The problem was an everted uterus—a rare, life-threatening condition in which the uterus is delivered along with the baby. It can happen when the placenta comes out, pulling the uterus inside out until it flops onto the table, pouring blood onto the drapes, the towels, and the delivery room floor. The only question then is whether the bleeding can be stopped before the mother dies.
On television, labor and delivery end when the baby’s out, but there are three stages to the process: labor, when contractions pull the cervix open to allow the baby out; delivery, when dramatic pushing expels the baby; and the third stage, when the placenta passes. Normally, the placenta flops out of the birth canal because the muscles of the emptied uterus contract vigorously after the baby is delivered, clamping down on open blood vessels. Because the placenta has no muscle and can’t contract, it is sheared off the uterine wall during contractions and squeezed out.
This last stage of delivery can take a half hour or more, but if there’s no bleeding, there’s no rush. Still, the mother is uncomfortable in the stirrups, the father is curious, and the obstetrician bored, if not frustrated. Sometimes a doctor will check on the separation process by gently tugging on the umbilical cord. But that can lead to catastrophe, as it did for one tired intern that predawn morning.
When I reached the delivery room, all was chaos. There were three residents, an obstetrical attending physician, two anesthesiologists, and four nurses. All of them seemed to be shouting. The patient, with no family in sight, was under a mask, her face invisible. Someone was working to start an intravenous line in one arm, another in her neck. The paper drapes were crumpled. Bloody gauze littered the floor; clots seemed to be everywhere. The senior obstetrician explained the situation.
“She’s only 26,” he said, “but she’s been in labor for two days. The baby’s fine, just big. I was doing a cesarean in another room when this happened, but the residents tell me that the delivery was unremarkable—at least till the uterus everted.”
The obstetrics team had tried all the usual measures. After making sure that the bleeding wasn’t compounded by tears in the vagina or from retained bits of placenta stuck on the uterine wall, they had succeeded in replacing the uterus in the abdomen—no small success. Sometimes the cervix continues to contract after eversion, trapping the body of the uterus inside it. When this happens, blood cannot return to the heart because of the cervix’s tightening pressure on uterine veins. Yet blood continues to pour into the uterus through the arteries. Blood is being pumped into the trapped uterus, but it can’t flow back out. If that goes on for more than half an hour, the patient will bleed to death.
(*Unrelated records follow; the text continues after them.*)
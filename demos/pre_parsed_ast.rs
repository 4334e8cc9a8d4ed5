use evaluation_rs::ast::Parser;
use evaluation_rs::{evaluate, EvalResult, Evaluator, Value};

fn main() {
    pretty_env_logger::init();

    let evaluator = Evaluator::default();

    let expression = "(20 + 10) * 10 == 300 && !closed()";
    let ast = Parser::parse_expression(expression).expect("Failed to parse");
    println!("AST for {:?}: {} nodes", expression, ast.node_count());

    // Any closure can resolve calls, not only a registry.
    let trace_calls = |name: &str, args: &[Value]| -> EvalResult<Value> {
        println!("call {}({:?})", name, args);
        match name {
            "closed" => Ok(Value::Bool(false)),
            _ => evaluator.registry().resolve(name, args),
        }
    };

    match evaluate(&ast, &trace_calls) {
        Ok(result) => println!("Result: {}", result),
        Err(err) => println!("Error: {}", err),
    }
}
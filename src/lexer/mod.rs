mod token;

pub use token::{Token, TokenKind};

use crate::error::{EvalError, EvalResult};
use log::{debug, trace};
use pest::Parser;
use pest_derive::Parser;

#[derive(Parser)]
#[grammar = "./expression.pest"] // Link to the grammar file
struct TokenGrammar;

const FRAGMENT_LEN: usize = 16;

/// Splits `input` into tokens, dropping whitespace.
///
/// At every offset the rules of the grammar are tried in declaration order
/// and the first one that matches is taken. Empty input yields no tokens.
pub fn tokenize(input: &str) -> EvalResult<Vec<Token>> {
    debug!("Tokenizing expression: {}", input);
    let mut tokens = Vec::new();
    let mut offset = 0;

    while offset < input.len() {
        let rest = &input[offset..];
        let pair = TokenGrammar::parse(Rule::token, rest)
            .ok()
            .and_then(|mut pairs| pairs.next())
            .and_then(|token| token.into_inner().next())
            .ok_or_else(|| lexical_error(offset, rest))?;

        let lexeme = pair.as_str();
        if lexeme.is_empty() {
            return Err(lexical_error(offset, rest));
        }
        offset += lexeme.len();

        let kind = match pair.as_rule() {
            Rule::whitespace => continue,
            Rule::float => TokenKind::Float,
            Rule::integer => TokenKind::Integer,
            Rule::boolean => TokenKind::Boolean,
            Rule::string => TokenKind::String,
            Rule::operator => TokenKind::Operator,
            Rule::l_paren => TokenKind::LParen,
            Rule::r_paren => TokenKind::RParen,
            Rule::l_bracket => TokenKind::LBracket,
            Rule::r_bracket => TokenKind::RBracket,
            Rule::l_brace => TokenKind::LBrace,
            Rule::r_brace => TokenKind::RBrace,
            Rule::comma => TokenKind::Comma,
            Rule::colon => TokenKind::Colon,
            Rule::ident => TokenKind::Ident,
            _ => return Err(lexical_error(offset - lexeme.len(), rest)),
        };
        trace!("token {:?} {:?}", kind, lexeme);
        tokens.push(Token::new(kind, lexeme));
    }

    debug!("Tokenized into {} tokens", tokens.len());
    Ok(tokens)
}

fn lexical_error(offset: usize, rest: &str) -> EvalError {
    EvalError::Lexical {
        offset,
        fragment: rest.chars().take(FRAGMENT_LEN).collect(),
    }
}
use std::{error::Error, fmt::Display};

/// Error taxonomy of the toolkit. Every operation returns either a value or
/// exactly one of these kinds; there are no partial results.
#[derive(Debug, Clone, PartialEq, Eq)]
pub enum FaError {
    /// The record decoded, but `states` or `alphabet` is empty, or the JSON
    /// itself was malformed.
    InvalidAutomaton(String),
    /// An operation requires identical alphabets and the inputs disagree in
    /// length, order, or symbols.
    AlphabetMismatch(String),
    /// Too few inputs for an n-ary operation.
    Arity(String),
    /// A regular expression failed to parse.
    Parse(String),
    /// A referenced state or record does not exist.
    NotFound(String),
    /// A subordinate external tool exited non-zero or timed out.
    OperationFailed(String),
}

impl FaError {
    /// True for violations the caller is responsible for, as opposed to
    /// internal failures. Hosts map these to 400 vs 500.
    pub fn is_client_error(&self) -> bool {
        !matches!(self, FaError::OperationFailed(_))
    }
}

impl Display for FaError {
    fn fmt(&self, f: &mut std::fmt::Formatter<'_>) -> std::fmt::Result {
        match self {
            FaError::InvalidAutomaton(msg) => write!(f, "invalid automaton: {}", msg),
            FaError::AlphabetMismatch(msg) => write!(f, "alphabet mismatch: {}", msg),
            FaError::Arity(msg) => write!(f, "arity error: {}", msg),
            FaError::Parse(msg) => write!(f, "parse error: {}", msg),
            FaError::NotFound(msg) => write!(f, "not found: {}", msg),
            FaError::OperationFailed(msg) => write!(f, "operation failed: {}", msg),
        }
    }
}

impl Error for FaError {}
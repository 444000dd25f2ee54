use crate::{
    automaton::{Fa, EPSILON},
    error::FaError,
};

const EMPTY_RE: &str = "∅";
const EPSILON_RE: &str = "ε";

impl Fa {
    /// State elimination: a regular expression denoting the automaton's
    /// language, or `∅` for the empty language.
    ///
    /// A fresh START row and END column border the matrix; every original
    /// state is eliminated in order, folding its loops and through-paths
    /// into the surviving entries. The output is not canonical: it may be
    /// over-parenthesized, so compare languages rather than strings.
    pub fn to_regex(&self) -> Result<String, FaError> {
        let n = self.states.len();
        let size = n + 2;
        let end = size - 1;

        let mut matrix = vec![vec![EMPTY_RE.to_string(); size]; size];

        let initial = self.require_state(&self.initial)?;
        matrix[0][initial + 1] = EPSILON_RE.to_string();

        for accept in &self.acceptance {
            let index = self.require_state(accept)?;
            matrix[index + 1][end] = EPSILON_RE.to_string();
        }

        for i in 0..n {
            for (j, symbol) in self.alphabet.iter().enumerate() {
                // an @e transition contributes the empty word, not a symbol
                let label = if symbol == EPSILON {
                    EPSILON_RE
                } else {
                    symbol.as_str()
                };

                for target in self.cell(i, j).targets() {
                    let t = self.require_state(target)? + 1;
                    let merged = union_re(&matrix[i + 1][t], label);
                    matrix[i + 1][t] = merged;
                }
            }
        }

        for k in 1..=n {
            for i in 0..size {
                for j in 0..size {
                    if i == k || j == k {
                        continue;
                    }

                    let through = concat_re(
                        &matrix[i][k],
                        &concat_re(&kleene_re(&matrix[k][k]), &matrix[k][j]),
                    );
                    let merged = union_re(&matrix[i][j], &through);
                    matrix[i][j] = merged;
                }
            }
        }

        Ok(matrix[0][end].clone())
    }
}

/// `r1 ∪ r2` with `∅` as identity and `r ∪ r = r`.
fn union_re(r1: &str, r2: &str) -> String {
    if r1 == EMPTY_RE {
        return r2.to_string();
    }
    if r2 == EMPTY_RE {
        return r1.to_string();
    }
    if r1 == r2 {
        return r1.to_string();
    }
    format!("({}∪{})", r1, r2)
}

/// `r1 r2` with `∅` absorbing and `ε` as identity. Arguments carrying a
/// top-level `∪` are parenthesized.
fn concat_re(r1: &str, r2: &str) -> String {
    if r1 == EMPTY_RE || r2 == EMPTY_RE {
        return EMPTY_RE.to_string();
    }
    if r1 == EPSILON_RE {
        return r2.to_string();
    }
    if r2 == EPSILON_RE {
        return r1.to_string();
    }

    let mut out = String::new();
    for r in [r1, r2] {
        if has_top_level_union(r) {
            out.push('(');
            out.push_str(r);
            out.push(')');
        } else {
            out.push_str(r);
        }
    }
    out
}

/// `r*` with `∅* = ε* = ε`. Multi-character arguments are parenthesized
/// unless they already form one balanced group.
fn kleene_re(r: &str) -> String {
    if r == EMPTY_RE || r == EPSILON_RE {
        return EPSILON_RE.to_string();
    }

    if r.chars().count() == 1 || is_wrapped(r) {
        format!("{}*", r)
    } else {
        format!("({})*", r)
    }
}

/// True when the string contains a `∪` outside all parentheses.
fn has_top_level_union(r: &str) -> bool {
    let mut depth = 0usize;
    for c in r.chars() {
        match c {
            '(' => depth += 1,
            ')' => depth = depth.saturating_sub(1),
            '∪' if depth == 0 => return true,
            _ => {}
        }
    }
    false
}

/// True when the string is one balanced group: it starts with `(` whose
/// matching `)` is the final character.
fn is_wrapped(r: &str) -> bool {
    let count = r.chars().count();
    let mut depth = 0usize;

    for (i, c) in r.chars().enumerate() {
        match c {
            '(' => depth += 1,
            ')' => {
                depth = depth.saturating_sub(1);
                if depth == 0 {
                    return i == count - 1;
                }
            }
            _ if depth == 0 => return false,
            _ => {}
        }
    }
    false
}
In this case, however, replacing the uterus in the abdomen failed to stop the bleeding. The uterus is a muscle, and like any muscle, it grows exhausted when forced to work for days without rest. After this delivery, it simply failed to contract. The obstetrics team had tried to stimulate contraction with massage and a variety of medical treatments, but the uterus failed to respond. A flaccid uterus has no way to stop blood from flowing through the torn channels where the placenta was attached. During a delivery, blood flow through the uterus can be almost a quart a minute, so a woman theoretically could bleed to death in a matter of minutes. In this case, almost an hour had passed since delivery.